Two Professors Named Goodnight Early Career Innovators
Two College of Natural Resources professors are among the 24 NC State faculty members selected for the university’s inaugural class of Goodnight Early Career Innovators.
The selected faculty include Kathryn Stevenson, an assistant professor in the Department of Parks, Recreation and Tourism Management, and Jack Wang, an assistant professor in the Department of Forestry and Environmental Resources.

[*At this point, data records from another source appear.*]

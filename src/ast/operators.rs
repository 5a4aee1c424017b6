/// Unary operators.
#[derive(Debug, Clone, Copy, PartialEq, Eq)]
pub enum UnaryOp {
    /// Logical negation (`not`)
    Not,
    /// Arithmetic negation (`-`)
    USub,
    /// Unary plus (`+`)
    UAdd,
    /// Bitwise inversion (`~`)
    Invert,
}

/// Binary operators.
#[derive(Debug, Clone, Copy, PartialEq, Eq)]
pub enum BinOp {
    // Arithmetic
    /// Addition, string or list concatenation (`+`)
    Add,
    /// Subtraction (`-`)
    Sub,
    /// Multiplication or sequence repetition (`*`)
    Mult,
    /// True division (`/`)
    Div,
    /// Floor division (`//`)
    FloorDiv,
    /// Modulo (`%`)
    Mod,
    /// Exponentiation (`**`)
    Pow,
    /// Matrix multiplication (`@`)
    MatMult,

    // Bitwise
    /// Bitwise AND (`&`)
    BitAnd,
    /// Bitwise OR (`|`)
    BitOr,
    /// Bitwise XOR (`^`)
    BitXor,
    /// Left shift (`<<`)
    LShift,
    /// Right shift (`>>`)
    RShift,
}

/// Boolean operators (`and`, `or`).
#[derive(Debug, Clone, Copy, PartialEq, Eq)]
pub enum BoolOp {
    And,
    Or,
}

/// Comparison operators. A `Compare` node holds one per link of the chain.
#[derive(Debug, Clone, Copy, PartialEq, Eq)]
pub enum CmpOp {
    /// `==`
    Eq,
    /// `!=`
    NotEq,
    /// `<`
    Lt,
    /// `<=`
    LtE,
    /// `>`
    Gt,
    /// `>=`
    GtE,
    /// `is`
    Is,
    /// `is not`
    IsNot,
    /// `in`
    In,
    /// `not in`
    NotIn,
}

impl UnaryOp {
    /// Node-kind name reported in diagnostics.
    pub fn kind(self) -> &'static str {
        match self {
            UnaryOp::Not => "Not",
            UnaryOp::USub => "USub",
            UnaryOp::UAdd => "UAdd",
            UnaryOp::Invert => "Invert",
        }
    }
}

impl BinOp {
    /// Node-kind name reported in diagnostics.
    pub fn kind(self) -> &'static str {
        match self {
            BinOp::Add => "Add",
            BinOp::Sub => "Sub",
            BinOp::Mult => "Mult",
            BinOp::Div => "Div",
            BinOp::FloorDiv => "FloorDiv",
            BinOp::Mod => "Mod",
            BinOp::Pow => "Pow",
            BinOp::MatMult => "MatMult",
            BinOp::BitAnd => "BitAnd",
            BinOp::BitOr => "BitOr",
            BinOp::BitXor => "BitXor",
            BinOp::LShift => "LShift",
            BinOp::RShift => "RShift",
        }
    }

    pub fn symbol(self) -> &'static str {
        match self {
            BinOp::Add => "+",
            BinOp::Sub => "-",
            BinOp::Mult => "*",
            BinOp::Div => "/",
            BinOp::FloorDiv => "//",
            BinOp::Mod => "%",
            BinOp::Pow => "**",
            BinOp::MatMult => "@",
            BinOp::BitAnd => "&",
            BinOp::BitOr => "|",
            BinOp::BitXor => "^",
            BinOp::LShift => "<<",
            BinOp::RShift => ">>",
        }
    }
}

impl BoolOp {
    pub fn kind(self) -> &'static str {
        match self {
            BoolOp::And => "And",
            BoolOp::Or => "Or",
        }
    }
}

impl CmpOp {
    pub fn kind(self) -> &'static str {
        match self {
            CmpOp::Eq => "Eq",
            CmpOp::NotEq => "NotEq",
            CmpOp::Lt => "Lt",
            CmpOp::LtE => "LtE",
            CmpOp::Gt => "Gt",
            CmpOp::GtE => "GtE",
            CmpOp::Is => "Is",
            CmpOp::IsNot => "IsNot",
            CmpOp::In => "In",
            CmpOp::NotIn => "NotIn",
        }
    }

    pub fn symbol(self) -> &'static str {
        match self {
            CmpOp::Eq => "==",
            CmpOp::NotEq => "!=",
            CmpOp::Lt => "<",
            CmpOp::LtE => "<=",
            CmpOp::Gt => ">",
            CmpOp::GtE => ">=",
            CmpOp::Is => "is",
            CmpOp::IsNot => "is not",
            CmpOp::In => "in",
            CmpOp::NotIn => "not in",
        }
    }
}
//! Listing of the callable allow-list

use crate::callables::{self, Arity};

fn describe(arity: Arity) -> String {
    match arity {
        Arity::Exact(1) => "1 argument".to_string(),
        Arity::Exact(n) => format!("{} arguments", n),
        Arity::AtLeast(n) => format!("{}+ arguments", n),
        Arity::Range(min, max) => format!("{}-{} arguments", min, max),
        Arity::Any => "any arguments".to_string(),
    }
}

/// One line per allow-listed function with the number of arguments it
/// takes, sorted by name.
pub fn get_functions_overview() -> String {
    let names = callables::names();
    let width = names.iter().map(|name| name.len()).max().unwrap_or(0);

    let mut output = String::new();
    for name in names {
        if let Ok(callable) = callables::lookup(name) {
            output.push_str(&format!(
                "{:<width$}  {}\n",
                name,
                describe(callable.arity()),
                width = width
            ));
        }
    }
    output
}

#[cfg(test)]
mod tests {
    use super::*;

    #[test]
    fn test_overview_lists_every_function() {
        let overview = get_functions_overview();
        assert_eq!(overview.lines().count(), callables::names().len());
        assert!(overview.lines().any(|line| line.starts_with("round") && line.ends_with("1-2 arguments")));
        assert!(!overview.contains("exec"));
    }
}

The Goodnight Early Career Innovators program supports tenure-track assistant professors whose scholarship “clearly and substantively contributes to innovation and advancement in STEM or STEM education.” It is made possible by a generous gift from Jim and Ann Goodnight, longtime NC State supporters and alumni who co-chair the Think and Do the Extraordinary Campaign.
Faculty members were nominated by their colleges and selected by senior leaders in the Office of the Executive Vice Chancellor and Provost and the Office for Research and Innovation. They will receive $22,000 annually for three years to support their work.
“Faculty selected as Goodnight Innovators can use their award funds to support their scholarship in a variety of ways. That flexibility can be important as faculty are starting new lines of research. These individuals are already making a difference in their disciplines and we’re glad that the Goodnights’ gift can provide the resources to increase their impact even further,” said Executive Vice Chancellor and Provost Warwick Arden.
Stevenson, who earned a Ph.D. in fisheries, wildlife and conservation biology at NC State in 2014, has served as lead and co-PI for more than 30 studies and has been awarded more than $1 million in external funding since being named an assistant professor in 2016. Her research focuses on the drivers of environmental and climate literacy among K-12 students. She also examines the relationship between children and nature, with the goal of improving access to outdoor opportunities for more children so that they can enjoy its mental and physical health benefits.
“I am really honored to receive this award,” Stevenson said. “I am also grateful to the Goodnights and NC State for creating an opportunity to encourage and recognize early career scholars. The benefits I most value are the opportunity to get to know other scholars across the university, as well as invest in my research program to increase impact. Especially since many of the grant programs in my field are relatively small, this funding can really help.”
Wang, who earned a Ph.D. in forestry and environmental resources at NC State in 2012 and was promoted to assistant professor in 2017, is the director of the Forest Biotechnology Group and a molecular geneticist whose research focuses on the integrative genomic and genetic analysis of plant metabolism for tree growth, development, and defense against biotic and abiotic stresses. His group has produced more than 10,000 genetically enhanced trees catalogued with improved features over ten years.
“Drs. Stevenson and Wang are deserving recipients who have established themselves as leaders in their respective areas of research and scholarship,” said Myron Floyd, dean of the College of Natural Resources. “I am proud of their contributions and know they will continue to make a difference in their fields and society.”